• Duke University will receive $7.2 million over the next five years from the US National Science Foundation for computational geometry for structural biology and bioinformatics.
The project will address the problems researchers face when they attempt to apply geometry to biology.
“Life at its most detailed level depends on the geometric shape of molecules. Nevertheless, geometric methods are relatively uncommon in computational biology, primarily because of difficult and unsolved issues in applying geometric computing to biology,” the award abstract said.
Under the guidance of investigators Herbert Edelsbrunner, Jack Snoeyink, Homme Hellinga, Pankaj Agarwal, and Leonidas Guibas, the project will study geometric representations and develop novel geometric methods that could help shed light on the relationship between form and function as it relates to protein structure and folding.
These methods will be incorporated into software structural biologists will be able to use and integrate with their current tools.

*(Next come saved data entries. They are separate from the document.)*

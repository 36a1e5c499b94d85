/// 稀疏采样的后缀数组：只保留 `sa[row] % interval == 0` 的行。
///
/// 行是否被采样用位图记录，每个 64 位字附带一个累计 popcount，
/// 因此 `get` 为 O(1)，而位置本身只按采样行数存储。
#[derive(Debug, Clone)]
pub struct PartialSuffixArray {
    interval: usize,
    marks: Vec<u64>,
    /// word_ranks[w] = marks[0..w) 中置位的总数
    word_ranks: Vec<u32>,
    /// 按行号升序排列的采样位置
    positions: Vec<u32>,
}

impl PartialSuffixArray {
    pub fn build(sa: &[u32], interval: usize) -> Self {
        // 取模在 usize 上进行，K 超过 u32 范围时只剩位置 0 被采样
        let k = interval.max(1);
        let n_words = sa.len().div_ceil(64);
        let mut marks = vec![0u64; n_words];
        let mut positions = Vec::with_capacity(sa.len() / k + 1);
        for (row, &p) in sa.iter().enumerate() {
            if p as usize % k == 0 {
                marks[row / 64] |= 1u64 << (row % 64);
                positions.push(p);
            }
        }

        let mut word_ranks = Vec::with_capacity(n_words);
        let mut acc = 0u32;
        for &w in &marks {
            word_ranks.push(acc);
            acc += w.count_ones();
        }

        Self { interval: k, marks, word_ranks, positions }
    }

    #[inline]
    pub fn get(&self, row: usize) -> Option<usize> {
        let word = *self.marks.get(row / 64)?;
        let bit = row % 64;
        if (word >> bit) & 1 == 0 {
            return None;
        }
        let below = (word & ((1u64 << bit) - 1)).count_ones();
        let idx = (self.word_ranks[row / 64] + below) as usize;
        Some(self.positions[idx] as usize)
    }

    pub fn interval(&self) -> usize {
        self.interval
    }

    /// 采样行数
    pub fn len(&self) -> usize {
        self.positions.len()
    }

    pub fn is_empty(&self) -> bool {
        self.positions.is_empty()
    }

    /// 按行号升序给出 (row, position)
    pub fn iter(&self) -> impl Iterator<Item = (usize, usize)> + '_ {
        let rows = self.marks.iter().enumerate().flat_map(|(w, &word)| {
            (0..64usize).filter(move |&b| (word >> b) & 1 == 1).map(move |b| w * 64 + b)
        });
        rows.zip(self.positions.iter().map(|&p| p as usize))
    }

    pub fn heap_bytes(&self) -> usize {
        self.marks.len() * 8 + self.word_ranks.len() * 4 + self.positions.len() * 4
    }
}

#[cfg(test)]
mod tests {
    use super::*;
    use crate::index::sa::build_sa;
    use crate::index::sa::tests::make_text;

    #[test]
    fn textbook_partial_suffix_array() {
        // panamabananas$, K = 5
        let sa = vec![13u32, 5, 3, 1, 7, 9, 11, 6, 4, 2, 8, 10, 0, 12];
        let psa = PartialSuffixArray::build(&sa, 5);
        let pairs: Vec<(usize, usize)> = psa.iter().collect();
        assert_eq!(pairs, vec![(1, 5), (11, 10), (12, 0)]);
        assert_eq!(psa.get(11), Some(10));
        assert_eq!(psa.get(2), None);
        assert_eq!(psa.get(100), None);
    }

    #[test]
    fn lookup_agrees_with_full_sa_across_word_boundaries() {
        let text = make_text(300, 4, 17);
        let sa = build_sa(&text);
        for k in [1usize, 3, 7, 64] {
            let psa = PartialSuffixArray::build(&sa, k);
            for (row, &p) in sa.iter().enumerate() {
                let expect = (p as usize % k == 0).then_some(p as usize);
                assert_eq!(psa.get(row), expect, "k={k} row={row}");
            }
            assert_eq!(psa.len(), sa.iter().filter(|&&p| p as usize % k == 0).count());
        }
    }

    #[test]
    fn interval_beyond_u32_keeps_only_position_zero() {
        let sa = vec![4u32, 0, 1, 2, 3];
        let psa = PartialSuffixArray::build(&sa, u32::MAX as usize + 1);
        assert_eq!(psa.interval(), u32::MAX as usize + 1);
        assert_eq!(psa.iter().collect::<Vec<_>>(), vec![(1, 0)]);
    }

    #[test]
    fn interval_one_keeps_everything() {
        let sa = vec![4u32, 0, 1, 2, 3];
        let psa = PartialSuffixArray::build(&sa, 1);
        assert_eq!(psa.len(), 5);
        assert_eq!(psa.iter().map(|(_, p)| p).collect::<Vec<_>>(), vec![4, 0, 1, 2, 3]);
    }
}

• The US National Science Foundation has awarded the University of California, Riverside a $490,000, three-year grant to support a collaborative project in which two computer scientists and a plant geneticist plan to develop new methods, algorithms, and software for bioinformatics.
The three-year grant will support research into computational paradigms such as quartet methods, interactive systems, and approximation algorithms as applied to the evolutionary analysis of gene sequences, gene duplication, and horizontal transfer events in the genomes of chloroplasts.
Tao Jiang is the principal investigator on the project and Michael Clegg is serving as the co-principal investigator.
•Researchers from Stanford University and Hebrew University in Jerusalem, Israel were awarded a $494,000 grant to develop new technology for analyzing biological data.
Assistant professors Daphne Koller and Peter Small of Stanford University and professor Nir Friedman of Hebrew University will team up to develop languages for statistical modeling of biological processes, techniques for learning the models from data, and algorithms for reasoning using the resulting models.